With HTTP/1.x the browser is in complete control of the resource loading order. Each connection can only support one request for a resource at a time and the server returns whatever was requested as quickly as it can. Browsers could schedule requests by deciding when to ask for a resource and how many connections it opened in parallel.

HTTP/2 made things both a lot better and a lot more complicated. Instead of one request at a time, the browser can request multiple resources, specify some priority information to help determine how they should be delivered and sit back while the server takes care of sending all of the data back. If the browser and server both support prioritization then the resources should be delivered using the rules the browser specified and using the full available bandwidth without having resources compete with each other.

Every resource gets a stream ID to identify the resource on the connection and there are three parameters for defining the resource prioritization:

  1. Parent Stream: A stream that this resource “depends on” or should be delivered after. There is a virtual root stream 0 that is shared by all streams.
  2. Weight: A number from 1 to 256 identifying how much of the bandwidth to allocate to this stream if multiple streams are sharing the connection. The bandwidth is allocated relative to the the weights of all other active streams and is not an absolute number.
  3. Exclusive bit: A flag indicating that the stream should be downloaded without sharing bandwidth with any other streams.
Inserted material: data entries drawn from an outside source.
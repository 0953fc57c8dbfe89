pub mod backend;
pub mod command_backend;
pub mod demo_backend;
pub mod gateway;
pub mod types;

pub use backend::{backend_from_settings, DamageBackend};
pub use command_backend::CommandBackend;
pub use demo_backend::DemoBackend;
pub use gateway::{AnalysisGateway, AnalysisOutcome};
pub use types::{AnalysisResult, CostAnalysis, DamageRecord, DamageType, Severity};
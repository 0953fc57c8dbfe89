use std::fmt::Write;

use indexmap::IndexMap;

use crate::analysis::types::{CostAnalysis, DamageRecord, DamageType, Severity};

pub const NO_DAMAGE_MESSAGE: &str = "No significant damage detected in the image.";

pub const HIGH_SEVERITY_NOTE: &str = "High severity damages detected - immediate repair recommended";
pub const RUST_NOTE: &str = "Rust detected - treat immediately to prevent spreading";
pub const CRACK_NOTE: &str = "Cracks found - structural integrity may be compromised";
pub const COMPREHENSIVE_NOTE: &str = "Multiple damages - consider comprehensive repair package";

const COMPREHENSIVE_THRESHOLD: usize = 5;

/// Builds the multi-line damage report.
///
/// Currency is printed with two decimals and percentages with one. With no
/// damages the report is just [`NO_DAMAGE_MESSAGE`].
pub fn render_report(damages: &[DamageRecord], cost_analysis: Option<&CostAnalysis>) -> String {
    if damages.is_empty() {
        return NO_DAMAGE_MESSAGE.to_string();
    }

    let mut report = String::new();
    write_header(&mut report);
    write_summary(&mut report, damages);
    write_damage_list(&mut report, damages);
    if let Some(costs) = cost_analysis {
        write_cost_analysis(&mut report, costs);
    }
    write_recommendations(&mut report, damages);
    report
}

/// Recommendation lines that apply to these damages, in report order.
pub fn recommendations(damages: &[DamageRecord]) -> Vec<&'static str> {
    let mut notes = Vec::new();
    if damages.iter().any(|d| d.severity == Severity::High) {
        notes.push(HIGH_SEVERITY_NOTE);
    }
    if damages.iter().any(|d| d.damage_type == DamageType::Rust) {
        notes.push(RUST_NOTE);
    }
    if damages.iter().any(|d| d.damage_type == DamageType::Crack) {
        notes.push(CRACK_NOTE);
    }
    if damages.len() > COMPREHENSIVE_THRESHOLD {
        notes.push(COMPREHENSIVE_NOTE);
    }
    notes
}

fn write_header(report: &mut String) {
    report.push_str("CAR DAMAGE ANALYSIS REPORT\n");
    report.push_str(&"=".repeat(50));
    report.push_str("\n\n");
}

fn write_summary(report: &mut String, damages: &[DamageRecord]) {
    let mut type_counts: IndexMap<DamageType, usize> = IndexMap::new();
    let mut severity_counts: IndexMap<Severity, usize> = IndexMap::new();
    for damage in damages {
        *type_counts.entry(damage.damage_type).or_default() += 1;
        *severity_counts.entry(damage.severity).or_default() += 1;
    }

    let types: Vec<&str> = type_counts.keys().map(DamageType::as_str).collect();
    let severities: Vec<String> = severity_counts
        .iter()
        .map(|(severity, count)| format!("{}: {}", severity, count))
        .collect();

    report.push_str("SUMMARY:\n");
    let _ = writeln!(report, "• Total damages detected: {}", damages.len());
    let _ = writeln!(report, "• Damage types found: {}", types.join(", "));
    let _ = writeln!(report, "• Severity distribution: {}", severities.join(", "));
    report.push('\n');
}

fn write_damage_list(report: &mut String, damages: &[DamageRecord]) {
    report.push_str("DETAILED DAMAGE LIST:\n");
    report.push_str(&"-".repeat(30));
    report.push('\n');

    for (index, damage) in damages.iter().enumerate() {
        let _ = writeln!(report, "{}. {}", index + 1, damage.damage_type.as_str().to_uppercase());
        let _ = writeln!(report, "   Severity: {}", damage.severity);
        let _ = writeln!(report, "   Confidence: {:.1}%", damage.confidence * 100.0);
        let _ = writeln!(report, "   Area: {:.1}% of image", damage.area_percentage);
        if let Some(cost) = damage.estimated_cost {
            let _ = writeln!(report, "   Estimated Cost: ${:.2}", cost);
        }
        report.push('\n');
    }
}

fn write_cost_analysis(report: &mut String, costs: &CostAnalysis) {
    report.push_str("COST ANALYSIS:\n");
    report.push_str(&"-".repeat(20));
    report.push('\n');
    let _ = writeln!(report, "Labor Cost: ${:.2}", costs.labor_cost);
    let _ = writeln!(report, "Parts Cost: ${:.2}", costs.parts_cost);
    let _ = writeln!(report, "Additional Fees: ${:.2}", costs.additional_cost);
    let _ = writeln!(report, "TOTAL: ${:.2}", costs.total_cost);
    report.push('\n');
}

fn write_recommendations(report: &mut String, damages: &[DamageRecord]) {
    report.push_str("RECOMMENDATIONS:\n");
    report.push_str(&"-".repeat(20));
    report.push('\n');
    for note in recommendations(damages) {
        report.push_str(note);
        report.push('\n');
    }
}
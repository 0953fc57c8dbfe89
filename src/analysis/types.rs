use std::fmt;

use serde::{Deserialize, Deserializer, Serialize};

#[derive(Debug, Clone, Copy, Default, PartialEq, Eq, Hash, Serialize, Deserialize)]
#[serde(rename_all = "lowercase")]
pub enum DamageType {
    Scratch,
    Dent,
    Crack,
    Rust,
    Broken,
    #[default]
    #[serde(other)]
    Unknown,
}

impl DamageType {
    pub fn as_str(&self) -> &'static str {
        match self {
            DamageType::Scratch => "scratch",
            DamageType::Dent => "dent",
            DamageType::Crack => "crack",
            DamageType::Rust => "rust",
            DamageType::Broken => "broken",
            DamageType::Unknown => "unknown",
        }
    }
}

impl fmt::Display for DamageType {
    fn fmt(&self, f: &mut fmt::Formatter<'_>) -> fmt::Result {
        f.write_str(self.as_str())
    }
}

#[derive(Debug, Clone, Copy, Default, PartialEq, Eq, Hash, Serialize, Deserialize)]
#[serde(rename_all = "lowercase")]
pub enum Severity {
    Low,
    Medium,
    High,
    #[default]
    #[serde(other)]
    Unknown,
}

impl Severity {
    pub fn as_str(&self) -> &'static str {
        match self {
            Severity::Low => "low",
            Severity::Medium => "medium",
            Severity::High => "high",
            Severity::Unknown => "unknown",
        }
    }
}

impl fmt::Display for Severity {
    fn fmt(&self, f: &mut fmt::Formatter<'_>) -> fmt::Result {
        f.write_str(self.as_str())
    }
}

/// A single classified damage as reported by the backend.
#[derive(Debug, Clone, PartialEq, Serialize, Deserialize)]
pub struct DamageRecord {
    #[serde(rename = "type", default)]
    pub damage_type: DamageType,
    #[serde(default)]
    pub severity: Severity,
    /// Classifier confidence in `[0, 1]`.
    #[serde(default)]
    pub confidence: f64,
    /// Share of the image covered by the damage, in percent.
    #[serde(default)]
    pub area_percentage: f64,
    #[serde(default, skip_serializing_if = "Option::is_none")]
    pub estimated_cost: Option<f64>,
}

#[derive(Debug, Clone, Default, PartialEq, Serialize, Deserialize)]
pub struct CostAnalysis {
    #[serde(default)]
    pub labor_cost: f64,
    #[serde(default)]
    pub parts_cost: f64,
    #[serde(default)]
    pub additional_cost: f64,
    #[serde(default)]
    pub total_cost: f64,
}

#[derive(Debug, Clone, Default, PartialEq, Serialize, Deserialize)]
pub struct AnalysisResult {
    #[serde(default, deserialize_with = "null_as_empty")]
    pub classified_damages: Vec<DamageRecord>,
    #[serde(default, skip_serializing_if = "Option::is_none")]
    pub cost_analysis: Option<CostAnalysis>,
}

impl AnalysisResult {
    pub fn has_damage(&self) -> bool {
        !self.classified_damages.is_empty()
    }
}

fn null_as_empty<'de, D>(deserializer: D) -> Result<Vec<DamageRecord>, D::Error>
where
    D: Deserializer<'de>,
{
    Option::<Vec<DamageRecord>>::deserialize(deserializer).map(Option::unwrap_or_default)
}

#[cfg(test)]
mod tests {
    use super::*;

    #[test]
    fn test_full_result_deserializes() {
        let json = r#"{
            "classified_damages": [
                {"type": "dent", "severity": "high", "confidence": 0.9,
                 "area_percentage": 3.2, "estimated_cost": 850.0}
            ],
            "cost_analysis": {"labor_cost": 510.0, "parts_cost": 255.0,
                              "additional_cost": 85.0, "total_cost": 850.0}
        }"#;
        let result: AnalysisResult = serde_json::from_str(json).unwrap();
        assert_eq!(result.classified_damages.len(), 1);
        let damage = &result.classified_damages[0];
        assert_eq!(damage.damage_type, DamageType::Dent);
        assert_eq!(damage.severity, Severity::High);
        assert_eq!(damage.estimated_cost, Some(850.0));
        assert_eq!(result.cost_analysis.unwrap().total_cost, 850.0);
    }

    #[test]
    fn test_missing_fields_fall_back_to_unknown() {
        let json = r#"{"classified_damages": [{"type": "dent-ish"}, {}]}"#;
        let result: AnalysisResult = serde_json::from_str(json).unwrap();
        assert_eq!(result.classified_damages[0].damage_type, DamageType::Unknown);
        assert_eq!(result.classified_damages[1].damage_type, DamageType::Unknown);
        assert_eq!(result.classified_damages[1].severity, Severity::Unknown);
        assert_eq!(result.classified_damages[1].confidence, 0.0);
        assert_eq!(result.classified_damages[1].estimated_cost, None);
        assert!(result.cost_analysis.is_none());
    }

    #[test]
    fn test_null_or_absent_damages_mean_no_damage() {
        let absent: AnalysisResult = serde_json::from_str("{}").unwrap();
        let null: AnalysisResult = serde_json::from_str(r#"{"classified_damages": null}"#).unwrap();
        assert!(!absent.has_damage());
        assert!(!null.has_damage());
    }

    #[test]
    fn test_display_uses_lowercase_names() {
        assert_eq!(DamageType::Rust.to_string(), "rust");
        assert_eq!(Severity::Medium.to_string(), "medium");
    }
}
The browser doesn’t necessarily know about all of the resources at the same time so it is also critical for the server to be able to reprioritize requests as new ones arrive.

So… How are we doing?

Browser Engines

Chrome

This includes everything using Chromium’s prioritization logic and networking stack.

Chrome is the only browser to use the exclusive bit and it uses it on EVERY resource. It builds a long chain of resources, linking lower priority resources to the last equal or higher priority resource that is still pending. If there are no higher priority resources pending it starts a new chain. The weights are assigned with a static mapping from Chrome’s five internal levels of priority to a weight (i.e. HIGHEST becomes 256).

Chrome Prioritization

The assumption is that, given several queues of requests, all with the exclusive bit set, the server will pick the one with the highest weight, deliver it completely, pop it off the list and re-select.

Assuming Chrome builds the ordering correctly, this can be very effective. Downloading resources exclusively is optimal for blocking resources like stylesheets and scripts. When it comes to images and video though you probably want some amount of interleaving (particularly for progressive images). Otherwise you’re waiting for each image or video to download completely before moving on to the next request.

Firefox

Firefox went all-in on HTTP/2’s tree structure and built a tree of phantom streams that serve as groupings for different types of requests. The groupings are weighted so more bandwidth is given to more important groups and idle cycles can be used for responses when all of the peers have completed.

There is a “leader” group that gets twice as much bandwidth as a “Other group” at the root level. Within the “leader” group there is a child “follower” group that will only download when the direct descendants of the leader group have completed. For example, images and fonts download at “leader” weight of 200 once all of the CSS has completed downloading. All child resources within a group have the same weight and split the bandwidth evenly (downloading all of the images or all of the scripts concurrently).

Firefox Prioritization

The overall structure is brilliant and provides for defining idle cycles for speculative requests but downloading all resources concurrently isn’t great for prioritization. Blocking resources like stylesheets and scripts are much better off downloading in the order they are needed for the parser to be able to work through the document.

Safari

This includes ALL browsers on iOS (including Chrome).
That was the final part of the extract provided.